We know from overseas research that there can be many different barriers: for example, patients needing a transplant often find it difficult to approach their family and friends about whether they might consider living donation; people who want to be donors can face practical barriers such as loss of income while they take time off to recover from the surgery; and many people who would like to be donors discover that they aren’t compatible with the person they want to donate to, or that they have a medical problem of their own which makes them unsuitable. A particular problem in NZ is that Maori and Pacific people often find it harder to get a transplant than European/Pakeha. There are likely to be many different reasons for this. Cultural attitudes to organ donation may be one factor, but a bigger issue may be that it can be harder for these patients to find a donor who meets the strict medical suitability criteria because of things like the high rates of Type II diabetes in these populations.

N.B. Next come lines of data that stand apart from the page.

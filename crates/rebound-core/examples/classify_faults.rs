//! Example: Classifying faults and previewing backoff schedules
//!
//! This example demonstrates:
//! 1. Ordered fault predicates, first match wins
//! 2. Nested matching through cause chains and aggregates
//! 3. Precomputed wait sequences
//!
//! Run with:
//! ```bash
//! cargo run -p rebound-core --example classify_faults
//! ```

use std::io;
use std::time::Duration;

use rebound_core::backoff::{constant, exponential, linear};
use rebound_core::prelude::*;

#[derive(Debug, thiserror::Error)]
#[error("shard {0} timed out")]
struct ShardTimeout(u8);

fn describe(label: &str, classified: Classified<()>) {
    let handled = classified.is_handled();
    match classified.into_outcome() {
        Outcome::Faulted(fault) => println!("  {label}: handled={handled} fault={fault:#}"),
        Outcome::Ok(()) => println!("  {label}: handled={handled} ok"),
    }
}

fn main() {
    println!("\n=== Example 1: Ordered predicates ===\n");

    let predicates = FaultPredicates::new()
        .with(fault_where(|e: &io::Error| e.kind() == io::ErrorKind::TimedOut))
        .with(fault_of::<ShardTimeout>());

    describe(
        "io timeout",
        predicates.classify(Outcome::Faulted(Fault::new(io::Error::from(io::ErrorKind::TimedOut)))),
    );
    describe(
        "permission denied",
        predicates.classify(Outcome::Faulted(Fault::new(io::Error::from(
            io::ErrorKind::PermissionDenied,
        )))),
    );

    println!("\n=== Example 2: Nested matching ===\n");

    let nested = FaultPredicates::new().with(nested_fault_of::<ShardTimeout>());
    let scatter = Fault::aggregate([
        Fault::msg("shard 1 ok"),
        Fault::wrap(io::Error::other("gather failed"), ShardTimeout(2)),
        Fault::new(ShardTimeout(3)),
    ]);
    // Reports the first shard timeout, unwrapped from its context.
    describe("scatter/gather", nested.classify(Outcome::Faulted(scatter)));

    println!("\n=== Example 3: Wait sequences ===\n");

    let base = Duration::from_millis(100);
    println!("  constant:    {:?}", constant(base, 4, false));
    println!("  linear:      {:?}", linear(base, 4, 1.0, true));
    println!("  exponential: {:?}", exponential(base, 4, 2.0, false));

    let backoff = ExponentialBackoff::builder()
        .initial_delay(base)
        .max_delay(Duration::from_secs(1))
        .jitter(0.0)
        .build();
    println!("  capped:      {:?}", backoff.durations(6));
}
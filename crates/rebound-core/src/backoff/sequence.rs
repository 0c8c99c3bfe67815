//! Precomputed wait sequences for duration-list retry schedules.
//!
//! Every generator returns exactly `retries` durations. With `fast_first`
//! the first entry is zero, so the first retry happens immediately and the
//! progression starts from the second entry.

use std::time::Duration;

/// `retries` copies of `delay`.
///
/// ```rust
/// use rebound_core::backoff::constant;
/// use std::time::Duration;
///
/// let waits = constant(Duration::from_millis(50), 3, true);
/// assert_eq!(waits, vec![Duration::ZERO, Duration::from_millis(50), Duration::from_millis(50)]);
/// ```
pub fn constant(delay: Duration, retries: u32, fast_first: bool) -> Vec<Duration> {
    generate(delay, retries, fast_first, |current| current)
}

/// Waits growing by `initial * factor` each step: `initial`, `initial * (1 + factor)`, ...
///
/// Negative or non-finite factors are treated as zero (constant waits).
pub fn linear(initial: Duration, retries: u32, factor: f64, fast_first: bool) -> Vec<Duration> {
    let factor = if factor.is_finite() { factor.max(0.0) } else { 0.0 };
    let step = initial.as_secs_f64() * factor;
    generate(initial, retries, fast_first, |current| {
        saturating_secs(current.as_secs_f64() + step)
    })
}

/// Waits multiplied by `factor` each step: `initial`, `initial * factor`, ...
///
/// Factors below 1.0 (or non-finite) are treated as 1.0 so waits never shrink.
///
/// ```rust
/// use rebound_core::backoff::exponential;
/// use std::time::Duration;
///
/// let waits = exponential(Duration::from_millis(100), 3, 2.0, false);
/// assert_eq!(
///     waits,
///     vec![Duration::from_millis(100), Duration::from_millis(200), Duration::from_millis(400)]
/// );
/// ```
pub fn exponential(initial: Duration, retries: u32, factor: f64, fast_first: bool) -> Vec<Duration> {
    let factor = if factor.is_finite() { factor.max(1.0) } else { 1.0 };
    generate(initial, retries, fast_first, |current| {
        saturating_secs(current.as_secs_f64() * factor)
    })
}

fn generate<F>(initial: Duration, retries: u32, fast_first: bool, next: F) -> Vec<Duration>
where
    F: Fn(Duration) -> Duration,
{
    let mut waits = Vec::with_capacity(retries as usize);
    if fast_first && retries > 0 {
        waits.push(Duration::ZERO);
    }

    let mut current = initial;
    while waits.len() < retries as usize {
        waits.push(current);
        current = next(current);
    }
    waits
}

/// Seconds to a `Duration`, rounding to the nearest nanosecond.
///
/// Negative and NaN inputs become zero; overflow saturates.
pub(crate) fn saturating_secs(secs: f64) -> Duration {
    Duration::from_nanos((secs * 1e9).round() as u64)
}
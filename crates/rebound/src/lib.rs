//! # rebound
//!
//! Declarative resilience policies for Rust:
//! - Retry with immediate, listed, computed or exponential waits
//! - Retry until success, with a callback that can stop early or change the wait
//! - Single-shot fallback substitution
//! - Fault matching by type, by predicate, and through wrapped causes or aggregates
//! - Result matching, so "returned a bad value" is handled like a fault
//! - Blocking and async execution with cooperative cancellation
//!
//! ## Quick Start
//!
//! ```rust
//! use rebound::{Fault, Policy};
//! use std::time::Duration;
//!
//! #[derive(Debug, thiserror::Error)]
//! #[error("request timed out")]
//! struct Timeout;
//!
//! let policy = Policy::handle_fault::<Timeout>()
//!     .wait_and_retry_durations([Duration::from_millis(1), Duration::from_millis(2)]);
//!
//! let mut attempts = 0;
//! let body = policy
//!     .execute(|| {
//!         attempts += 1;
//!         if attempts < 3 { Err(Fault::new(Timeout)) } else { Ok("ok") }
//!     })
//!     .unwrap();
//!
//! assert_eq!(body, "ok");
//! assert_eq!(attempts, 3);
//! ```
//!
//! ## Async
//!
//! ```rust
//! use rebound::{CancellationToken, ExecutionError, Fault, Policy};
//!
//! # #[tokio::main(flavor = "current_thread")]
//! # async fn main() {
//! let policy = Policy::handle_all_faults().retry_until_succeeds_async();
//!
//! let token = CancellationToken::new();
//! token.cancel();
//!
//! let result: Result<(), _> = policy
//!     .execute_cancellable(|_token| async { Err(Fault::msg("unreachable")) }, token)
//!     .await;
//! assert!(matches!(result, Err(ExecutionError::Cancelled)));
//! # }
//! ```

#![warn(missing_docs)]
#![deny(unsafe_code)]
#![cfg_attr(docsrs, feature(doc_cfg))]

// Re-export commonly used types
pub use builder::{Policy, PolicyBuilder, ResultPolicyBuilder};
pub use config::RetrySettings;
pub use engine::RetryDecision;
pub use error::{ConfigError, ExecutionError, Result};
pub use policy::{
    AsyncFallbackPolicy, AsyncResultFallbackPolicy, AsyncResultRetryPolicy, AsyncRetryPolicy,
    FallbackPolicy, IntoRetryDecision, ResultFallbackPolicy, ResultRetryPolicy, RetryPolicy,
};

// Module declarations
pub mod builder;
pub mod config;
pub mod error;
pub mod observability;
pub mod policy;

mod engine;

// Re-export core types for convenience
pub use rebound_core::backoff;
pub use rebound_core::classify;
pub use rebound_core::fault::{AggregateError, Fault};
pub use rebound_core::outcome::Outcome;
pub use tokio_util::sync::CancellationToken;

/// Prelude module for common imports
///
/// # Examples
///
/// ```rust
/// use rebound::prelude::*;
/// ```
pub mod prelude {
    pub use crate::{
        AsyncFallbackPolicy, AsyncResultFallbackPolicy, AsyncResultRetryPolicy, AsyncRetryPolicy,
        CancellationToken, ExecutionError, FallbackPolicy, Fault, Outcome, Policy,
        ResultFallbackPolicy, ResultRetryPolicy, RetryDecision, RetryPolicy, RetrySettings,
        backoff::ExponentialBackoff,
    };
}

/// Crate version, automatically updated from Cargo.toml
pub const VERSION: &str = env!("CARGO_PKG_VERSION");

There is no single solution to this problem – this is an extremely complex issue and we’ll need a variety of different initiatives to make a difference to it. So, I’ve been looking at our legislation and current policies as well as how renal services operate on the ground, and talking to a range of different people – patients, renal specialists, transplant coordinators, patient support groups, managers in District Health Boards and senior government officials and politicians – to find out what they think the issues are.

Finding out what the issues are from a patient perspective has been a big part of the research. With the assistance of the three renal transplant units, I carried out a postal survey last year of all the people on the kidney transplant waiting list and received nearly 200 replies. I’ve followed that up with a small number of in-depth patient interviews. The early results of this part of the research suggest that, as in other countries, patients find it very difficult to “ask” someone to be a kidney donor which often stops them talking to their family and friends about living donation. Furthermore, patients that do get offers from people to be kidney donors often find they are incompatible or the potential donor is medically unsuitable for some reason. Health professionals I’ve interviewed have provided valuable insights into what the issues are from their perspective inside the health system.

I’m aiming to finish this research in 2013. I hope it will be of use to practitioners, policy makers, patient groups and anyone else interested in making a difference to this problem.

Thanks to Kidney Health New Zealand for supporting this work with a grant towards the costs of doing research.